The natural question is whether there are any duplicates that are not due to symmetry? Are there initial conditions such that you can get two different possible solutions? I didn’t find any in my enumerations but with such limits on the size that’s not surprising since you need sufficient structure to enable duplication.

We can actually test this empirically now that we have a fast solver. We can sample puzzles (see next section) at various sizes and check whether the solver finds a second solution:

Grid	Rate unwrapped	Rate wrapped
5×5	17.6% [16.9%, 18.4%]	24.6% [23.7%, 25.4%]
7×7	24.6% [23.8%, 25.5%]	31.8% [30.9%, 32.8%]
10×10	44.6% [43.6%, 45.6%]	52.8% [51.8%, 53.8%]
25×25	98.5% [98.3%, 98.7%]	99.0% [98.8%, 99.2%]

The trend is clear: almost all puzzles end up having duplicate solutions at high enough sizes. The intuition for this becomes obvious when we look at an example of how this happens in a 5×5 wrapped puzzle:

Solution 1

Solution 2

The highlighted cells are the only ones that differ: this 2×2 block of Ts and endpieces can be rotated either way and maintain the correct external connectivity. As you start scaling there are more and more places for this or analogous substructures to show up. Of course there are always unique solutions (the trivial “spiral” pattern comes to mind) but they end up being sparser and sparser.

Interestingly, puzzle-pipes.com uses a hash to verify submitted solutions which wouldn’t work if multiple solutions were valid, suggesting they actively filter these out during generation. I’m curious if they achieve this through smarter generation or, like I’ve done, just throwing a bunch of compute at it.

How hard are these puzzles? (and can we sample them?)

Another question we might have is how much “harder” it is to solve the wrapped puzzles compared to the unwrapped versions. We can quantify this with the number of backtracks that it takes to solve each puzzle.

Now this gets much more interesting when we start increasing the size of the board. From how fast the numbers of solutions grew in the previous section, we know that generating all of the solutions is going to be infeasible. But we don’t need all of the solutions: a uniform random sample should suffice to answer most of our questions. Unfortunately getting this uniform random sample is quite hard!

Random DFS

The difficulty is not in the randomization: we can easily accomplish this by randomly choosing cells+orientations when doing our DFS. The difficulty lies with the uniformity. Let’s assume we’re pretty close to the end of our DFS and we’re randomly selecting between two orientations: if we choose one option our constraint propagation will kick in and there’s only the one solution remaining.
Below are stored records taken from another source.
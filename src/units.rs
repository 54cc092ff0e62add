//! Unit conversion table for every physical quantity the model accepts.
//!
//! One table keyed by `(symbol, dimension)` replaces per-field conversion
//! helpers. Each entry stores the factor that takes a value in that unit to
//! the SI unit of its dimension, so any conversion is `value · from / to`.
//! Symbols are matched case-sensitively, as they are displayed.

use std::fmt;

use crate::errors::{Result, VentedBoxError};
use crate::math::Scalar;

/// Physical dimension a unit symbol belongs to.
#[cfg_attr(feature = "serde", derive(serde::Serialize, serde::Deserialize))]
#[derive(Debug, Clone, Copy, PartialEq, Eq, Hash)]
pub enum Dimension {
    /// Length, SI unit m.
    Length,
    /// Area, SI unit m².
    Area,
    /// Volume, SI unit m³.
    Volume,
    /// Inductance, SI unit H.
    Inductance,
    /// Mass, SI unit kg.
    Mass,
    /// Mechanical compliance, SI unit m/N.
    Compliance,
    /// Mechanical resistance, SI unit kg/s.
    MechanicalResistance,
    /// Electrical resistance, SI unit Ω.
    Resistance,
    /// Voltage, SI unit V.
    Voltage,
    /// Motor force factor, SI unit T·m.
    ForceFactor,
    /// Frequency, SI unit Hz.
    Frequency,
}

impl Dimension {
    /// Symbol of the SI unit for this dimension.
    #[must_use]
    pub fn si_symbol(self) -> &'static str {
        match self {
            Self::Length => "m",
            Self::Area => "m^2",
            Self::Volume => "m^3",
            Self::Inductance => "H",
            Self::Mass => "Kg",
            Self::Compliance => "m/N",
            Self::MechanicalResistance => "Kg/s",
            Self::Resistance => "ohm",
            Self::Voltage => "V",
            Self::ForceFactor => "Tm",
            Self::Frequency => "Hz",
        }
    }
}

impl fmt::Display for Dimension {
    fn fmt(&self, f: &mut fmt::Formatter<'_>) -> fmt::Result {
        fmt::Debug::fmt(self, f)
    }
}

/// One row of the conversion table.
#[derive(Debug, Clone, Copy, PartialEq)]
pub struct UnitDef {
    /// Display symbol, e.g. `cm^2`.
    pub symbol: &'static str,
    /// Dimension the symbol measures.
    pub dimension: Dimension,
    /// Multiplier taking a value in this unit to SI.
    pub to_si: Scalar,
}

const IN: Scalar = 0.0254;
const FT: Scalar = 0.3048;

const fn unit(symbol: &'static str, dimension: Dimension, to_si: Scalar) -> UnitDef {
    UnitDef {
        symbol,
        dimension,
        to_si,
    }
}

/// Every supported unit.
pub const UNIT_TABLE: &[UnitDef] = &[
    unit("m", Dimension::Length, 1.0),
    unit("cm", Dimension::Length, 1.0e-2),
    unit("mm", Dimension::Length, 1.0e-3),
    unit("in", Dimension::Length, IN),
    unit("ft", Dimension::Length, FT),
    unit("m^2", Dimension::Area, 1.0),
    unit("cm^2", Dimension::Area, 1.0e-4),
    unit("mm^2", Dimension::Area, 1.0e-6),
    unit("in^2", Dimension::Area, IN * IN),
    unit("ft^2", Dimension::Area, FT * FT),
    unit("m^3", Dimension::Volume, 1.0),
    unit("L", Dimension::Volume, 1.0e-3),
    unit("cm^3", Dimension::Volume, 1.0e-6),
    unit("mm^3", Dimension::Volume, 1.0e-9),
    unit("in^3", Dimension::Volume, IN * IN * IN),
    unit("ft^3", Dimension::Volume, FT * FT * FT),
    unit("H", Dimension::Inductance, 1.0),
    unit("mH", Dimension::Inductance, 1.0e-3),
    unit("Kg", Dimension::Mass, 1.0),
    unit("g", Dimension::Mass, 1.0e-3),
    unit("m/N", Dimension::Compliance, 1.0),
    unit("mm/N", Dimension::Compliance, 1.0e-3),
    unit("um/N", Dimension::Compliance, 1.0e-6),
    unit("Kg/s", Dimension::MechanicalResistance, 1.0),
    unit("Ns/m", Dimension::MechanicalResistance, 1.0),
    unit("ohm", Dimension::Resistance, 1.0),
    unit("V", Dimension::Voltage, 1.0),
    unit("Tm", Dimension::ForceFactor, 1.0),
    unit("Hz", Dimension::Frequency, 1.0),
];

/// Finds the table row for `symbol` within `dimension`.
pub fn lookup(symbol: &str, dimension: Dimension) -> Result<&'static UnitDef> {
    UNIT_TABLE
        .iter()
        .find(|u| u.dimension == dimension && u.symbol == symbol)
        .ok_or_else(|| {
            VentedBoxError::invalid_parameter(
                "unit",
                format!("`{symbol}` is not a known {dimension} unit"),
            )
        })
}

/// Symbols available for `dimension`, in table order.
pub fn symbols(dimension: Dimension) -> impl Iterator<Item = &'static str> {
    UNIT_TABLE
        .iter()
        .filter(move |u| u.dimension == dimension)
        .map(|u| u.symbol)
}

/// Converts `value` from unit `from` to unit `to`, both of `dimension`.
pub fn convert(value: Scalar, from: &str, to: &str, dimension: Dimension) -> Result<Scalar> {
    let from = lookup(from, dimension)?;
    let to = lookup(to, dimension)?;
    if from.symbol == to.symbol {
        return Ok(value);
    }
    Ok(value * from.to_si / to.to_si)
}

/// Converts `value` expressed in `unit` into the SI unit of `dimension`.
pub fn to_si(value: Scalar, unit: &str, dimension: Dimension) -> Result<Scalar> {
    let def = lookup(unit, dimension)?;
    Ok(value * def.to_si)
}

#[cfg(test)]
mod tests {
    use approx::assert_relative_eq;

    use super::*;

    #[test]
    fn every_dimension_has_its_si_unit_at_factor_one() {
        for dim in [
            Dimension::Length,
            Dimension::Area,
            Dimension::Volume,
            Dimension::Inductance,
            Dimension::Mass,
            Dimension::Compliance,
            Dimension::MechanicalResistance,
            Dimension::Resistance,
            Dimension::Voltage,
            Dimension::ForceFactor,
            Dimension::Frequency,
        ] {
            let def = lookup(dim.si_symbol(), dim).expect("si unit present");
            assert_eq!(def.to_si, 1.0);
        }
    }

    #[test]
    fn imperial_factors_are_exact() {
        assert_relative_eq!(to_si(1.0, "in", Dimension::Length).unwrap(), 0.0254);
        assert_relative_eq!(
            convert(1.0, "m^2", "in^2", Dimension::Area).unwrap(),
            1550.003_100_006_2,
            max_relative = 1.0e-12
        );
        assert_relative_eq!(
            convert(1.0, "ft^3", "L", Dimension::Volume).unwrap(),
            28.316_846_592,
            max_relative = 1.0e-12
        );
    }

    #[test]
    fn metric_prefixes() {
        assert_relative_eq!(
            to_si(7900.0, "mm^2", Dimension::Area).unwrap(),
            0.0079,
            max_relative = 1.0e-12
        );
        assert_relative_eq!(to_si(4.2, "mH", Dimension::Inductance).unwrap(), 0.0042);
        assert_relative_eq!(to_si(460.0, "um/N", Dimension::Compliance).unwrap(), 0.00046);
        assert_relative_eq!(to_si(166.3, "g", Dimension::Mass).unwrap(), 0.1663);
    }

    #[test]
    fn symbols_are_scoped_by_dimension() {
        assert!(lookup("m", Dimension::Area).is_err());
        assert!(lookup("M^2", Dimension::Area).is_err());
        let areas: Vec<_> = symbols(Dimension::Area).collect();
        assert_eq!(areas, vec!["m^2", "cm^2", "mm^2", "in^2", "ft^2"]);
    }

    #[test]
    fn unknown_unit_is_invalid_parameter() {
        let err = convert(1.0, "furlong", "m", Dimension::Length).unwrap_err();
        assert!(matches!(err, VentedBoxError::InvalidParameter { .. }));
    }
}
If we choose the other however there are two possible choices and thus we’ll have one more DFS exploration. If we randomly selected our orientation we’ll be biased towards the solution which stems from the first selection since it’ll happen 50% of the time while the other two solutions will only show up 25% of the time each.

We could correct for this by biasing our selection probability by the total number of solutions left below this node in the tree. But that requires us to traverse the entire tree which grows too quickly! So we’re stuck.

Wilson’s Algorithm

Unless!! Maybe we’re going about this all wrong. What if instead of trying to shoehorn generation into our solving approach we just started from scratch.
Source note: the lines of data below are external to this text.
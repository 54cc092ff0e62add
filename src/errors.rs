//! Shared error types used across submodules.

use std::fmt;

use thiserror::Error;

use crate::math::Scalar;

/// Intermediate quantity of the equivalent circuit that could not be formed.
#[derive(Debug, Clone, Copy, PartialEq, Eq)]
pub enum NetworkTerm {
    /// Box acoustic compliance `Ccab`.
    BoxCompliance,
    /// Port acoustic mass `Lmap`.
    PortMass,
    /// Leakage acoustic resistance `Ral`.
    LeakageResistance,
    /// Electrical branch `Re + s·Le`.
    ElectricalImpedance,
    /// Driver mechanical branch `Rms + s·Mms + 1/(s·Cms)`.
    MechanicalImpedance,
    /// Box/port parallel branch `Zb`.
    BoxImpedance,
    /// Mechanical branch plus reflected box load `Zmech + Sd²·Zb`.
    MotionalImpedance,
    /// Total input impedance `Zin`.
    InputImpedance,
}

impl fmt::Display for NetworkTerm {
    fn fmt(&self, f: &mut fmt::Formatter<'_>) -> fmt::Result {
        let label = match self {
            Self::BoxCompliance => "box compliance Ccab",
            Self::PortMass => "port acoustic mass Lmap",
            Self::LeakageResistance => "leakage resistance Ral",
            Self::ElectricalImpedance => "electrical impedance Zelec",
            Self::MechanicalImpedance => "mechanical impedance Zmech",
            Self::BoxImpedance => "box/port impedance Zb",
            Self::MotionalImpedance => "motional impedance Zmech + Sd^2*Zb",
            Self::InputImpedance => "input impedance Zin",
        };
        f.write_str(label)
    }
}

/// Top-level error type for the crate.
#[derive(Debug, Error)]
pub enum VentedBoxError {
    /// Enclosure or port geometry yields a non-physical tuning estimate.
    #[error("invalid enclosure geometry: {0}")]
    InvalidGeometry(String),
    /// A circuit denominator vanished or overflowed for a pathological parameter set.
    #[error("degenerate network at {frequency_hz} Hz: {term} is zero or non-finite")]
    DegenerateNetwork {
        /// Frequency of the failed sample.
        frequency_hz: Scalar,
        /// Intermediate that could not be formed.
        term: NetworkTerm,
    },
    /// A box/port element derived from the tuning frequency is zero or non-finite.
    #[error("degenerate box tuned to {tuning_hz} Hz: {term} is zero or non-finite")]
    DegenerateBox {
        /// Tuning frequency the elements were derived from.
        tuning_hz: Scalar,
        /// Element that could not be formed.
        term: NetworkTerm,
    },
    /// A field is missing, non-finite, out of range or outside an enumerated set.
    #[error("invalid parameter `{field}`: {reason}")]
    InvalidParameter {
        /// Name of the offending field.
        field: String,
        /// Human-readable description of the problem.
        reason: String,
    },
    /// Parameter file could not be parsed.
    #[cfg(feature = "config")]
    #[error("config parse error: {0}")]
    Config(#[from] toml::de::Error),
    /// Parameter file could not be read.
    #[error(transparent)]
    Io(#[from] std::io::Error),
}

impl VentedBoxError {
    /// Shorthand for [`VentedBoxError::InvalidParameter`].
    pub fn invalid_parameter(field: impl Into<String>, reason: impl Into<String>) -> Self {
        Self::InvalidParameter {
            field: field.into(),
            reason: reason.into(),
        }
    }
}

/// Result alias used throughout the crate.
pub type Result<T> = std::result::Result<T, VentedBoxError>;
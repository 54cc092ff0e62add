use vented_box::prelude::*;

fn main() -> Result<()> {
    let driver = reference_driver();
    let enclosure = reference_enclosure();

    let tuning = TuningEstimate::compute(&enclosure)?;
    println!(
        "fb = {:.3} Hz (A {:?}, B {:?})",
        tuning.fb_hz, tuning.formula_a_hz, tuning.formula_b_hz
    );

    // Impedance and excursion from 10 Hz to 100 Hz in 5 Hz steps.
    let impedance = run_sweep(10.0, 100.0, 5.0, &driver, &enclosure, CurveKind::Impedance)?;
    let excursion = run_sweep(10.0, 100.0, 5.0, &driver, &enclosure, CurveKind::ConeExcursion)?;

    println!("f(Hz), |Zin|(ohm), x(mm)");
    for ((f, z), x) in impedance.pairs().zip(excursion.values.iter()) {
        println!("{f:>6.1}, {z:>9.3}, {x:>7.3}");
    }
    Ok(())
}
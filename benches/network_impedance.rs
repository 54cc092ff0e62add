use criterion::{black_box, criterion_group, criterion_main, BenchmarkId, Criterion};
use vented_box::circuits::{solve_with, BoxAcoustics, MeshSystem};
use vented_box::constants::angular_frequency;
use vented_box::reference::{reference_driver, reference_enclosure};
use vented_box::sweep::{frequency_grid, run_sweep, CurveKind};
use vented_box::tuning::estimate_tuning;

fn bench_reference_sweep(c: &mut Criterion) {
    let driver = reference_driver();
    let enclosure = reference_enclosure();
    let mut group = c.benchmark_group("reference_sweep");

    for kind in [CurveKind::Impedance, CurveKind::GroupDelay] {
        group.bench_function(BenchmarkId::new(kind.column(), "10-200Hz"), |b| {
            b.iter(|| run_sweep(10.0, 200.0, 0.5, &driver, &enclosure, black_box(kind)))
        });
    }
    group.finish();
}

fn bench_solve_paths(c: &mut Criterion) {
    let driver = reference_driver();
    let enclosure = reference_enclosure();
    let fb = estimate_tuning(&enclosure).expect("reference geometry");
    let acoustics = BoxAcoustics::new(&enclosure, fb).expect("reference box");
    let freqs = frequency_grid(1.0, 1000.0, 1.0).expect("grid");

    let mut group = c.benchmark_group("solve_paths");
    group.bench_function(BenchmarkId::new("closed_form", freqs.len()), |b| {
        b.iter(|| {
            for &f in &freqs {
                let _ = black_box(solve_with(f, &driver, &enclosure, &acoustics));
            }
        })
    });
    group.bench_function(BenchmarkId::new("mesh_lu", freqs.len()), |b| {
        b.iter(|| {
            for &f in &freqs {
                let system = MeshSystem::assemble(angular_frequency(f), &driver, &acoustics);
                let _ = black_box(system.and_then(|s| s.solve()));
            }
        })
    });
    group.finish();
}

criterion_group!(benches, bench_reference_sweep, bench_solve_paths);
criterion_main!(benches);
If you take a step back and look at each solution it turns out they’re just spanning trees: a subgraph that connects all vertices with no cycles!
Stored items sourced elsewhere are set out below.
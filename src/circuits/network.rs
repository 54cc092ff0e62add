use std::sync::Arc;

use num_complex::Complex;

use crate::math::{open_circuit, CScalar, Scalar};

use super::component::Component;

/// Connection topology for a collection of components.
#[derive(Debug, Clone, Copy, PartialEq, Eq)]
pub enum ConnectionKind {
    /// Series connection (impedances add linearly).
    Series,
    /// Parallel connection (admittances add linearly).
    Parallel,
}

/// Aggregate branch that groups components with a shared connection style.
///
/// Non-finite member impedances are treated as open circuits: they make a
/// series branch open and drop out of a parallel branch. A zero-impedance
/// member shorts a parallel branch.
pub struct Network {
    name: String,
    connection: ConnectionKind,
    members: Vec<Arc<dyn Component + Send + Sync>>,
}

impl Network {
    /// Creates an empty branch.
    #[must_use]
    pub fn new(name: impl Into<String>, connection: ConnectionKind) -> Self {
        Self {
            name: name.into(),
            connection,
            members: Vec::new(),
        }
    }

    /// Adds a component to the branch.
    pub fn add_component<C>(&mut self, component: C)
    where
        C: Component + Send + Sync + 'static,
    {
        self.members.push(Arc::new(component));
    }

    /// Builder form of [`Network::add_component`].
    #[must_use]
    pub fn with<C>(mut self, component: C) -> Self
    where
        C: Component + Send + Sync + 'static,
    {
        self.add_component(component);
        self
    }

    /// Returns the aggregate impedance at angular frequency `omega`.
    #[must_use]
    pub fn impedance(&self, omega: Scalar) -> CScalar {
        match self.connection {
            ConnectionKind::Series => {
                let mut total = CScalar::default();
                for component in &self.members {
                    let z = component.impedance(omega);
                    if !z.is_finite() {
                        return open_circuit();
                    }
                    total += z;
                }
                total
            }
            ConnectionKind::Parallel => {
                let mut admittance = CScalar::default();
                for component in &self.members {
                    let z = component.impedance(omega);
                    if !z.is_finite() {
                        continue;
                    }
                    if z.re == 0.0 && z.im == 0.0 {
                        return Complex::new(0.0, 0.0);
                    }
                    admittance += z.inv();
                }

                if admittance.re == 0.0 && admittance.im == 0.0 {
                    open_circuit()
                } else {
                    admittance.inv()
                }
            }
        }
    }
}

impl std::fmt::Debug for Network {
    fn fmt(&self, f: &mut std::fmt::Formatter<'_>) -> std::fmt::Result {
        let names: Vec<&str> = self.members.iter().map(|m| m.name()).collect();
        f.debug_struct("Network")
            .field("name", &self.name)
            .field("connection", &self.connection)
            .field("members", &names)
            .finish()
    }
}

#[cfg(test)]
mod tests {
    use approx::assert_relative_eq;

    use super::*;
    use crate::circuits::component::{Compliance, Mass, Resistance};

    #[test]
    fn series_branch_adds_impedances() {
        let network = Network::new("electrical", ConnectionKind::Series)
            .with(Resistance::new("Re", 3.5))
            .with(Mass::new("Le", 0.0042));
        let z = network.impedance(1000.0);
        assert_relative_eq!(z.re, 3.5);
        assert_relative_eq!(z.im, 4.2, epsilon = 1.0e-12);
    }

    #[test]
    fn parallel_branch_combines_admittance() {
        let network = Network::new("parallel", ConnectionKind::Parallel)
            .with(Resistance::new("R1", 100.0))
            .with(Resistance::new("R2", 100.0));
        assert_relative_eq!(network.impedance(1.0).re, 50.0);
    }

    #[test]
    fn parallel_mass_and_compliance_resonate_open() {
        // 1/(ω²·M·C) = 1 at ω = 10 for M = 0.1, C = 0.1.
        let network = Network::new("tank", ConnectionKind::Parallel)
            .with(Mass::new("M", 0.1))
            .with(Compliance::new("C", 0.1))
            .with(Resistance::new("R", 7.0));
        let z = network.impedance(10.0);
        assert_relative_eq!(z.re, 7.0, epsilon = 1.0e-9);
        assert_relative_eq!(z.im, 0.0, epsilon = 1.0e-9);
    }

    #[test]
    fn open_member_drops_out_of_parallel_and_opens_series() {
        let parallel = Network::new("p", ConnectionKind::Parallel)
            .with(Resistance::new("R", 5.0))
            .with(Compliance::new("C", 0.0));
        assert_relative_eq!(parallel.impedance(1.0).re, 5.0);

        let series = Network::new("s", ConnectionKind::Series)
            .with(Resistance::new("R", 5.0))
            .with(Compliance::new("C", 0.0));
        assert!(!series.impedance(1.0).is_finite());
    }

    #[test]
    fn shorted_parallel_branch_is_zero() {
        let network = Network::new("p", ConnectionKind::Parallel)
            .with(Resistance::new("R", 5.0))
            .with(Resistance::new("short", 0.0));
        assert_eq!(network.impedance(1.0), Complex::new(0.0, 0.0));
    }
}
You can actually generate these uniformly using Wilson’s algorithm (modified to remove any solutions with cross pieces (all four connections active)). Wilson’s algorithm is just a random walk that removes loops. Start with a single seed cell in the tree. While unvisited cells remain, pick one at random and walk randomly until you reach the tree; any loop formed during the walk is immediately erased. Commit the resulting loop-erased path to the tree and repeat. See Jamis Buck’s excellent write-ups on Wilson’s algorithm (and the alternative Aldous-Broder algorithm) for detailed walkthroughs with visualizations.

Note that these are uniform over the graph structure: if we find that there are puzzles with non-unique solutions we’d end up oversampling that particular puzzle: we could check after generation however and reweight appropriately.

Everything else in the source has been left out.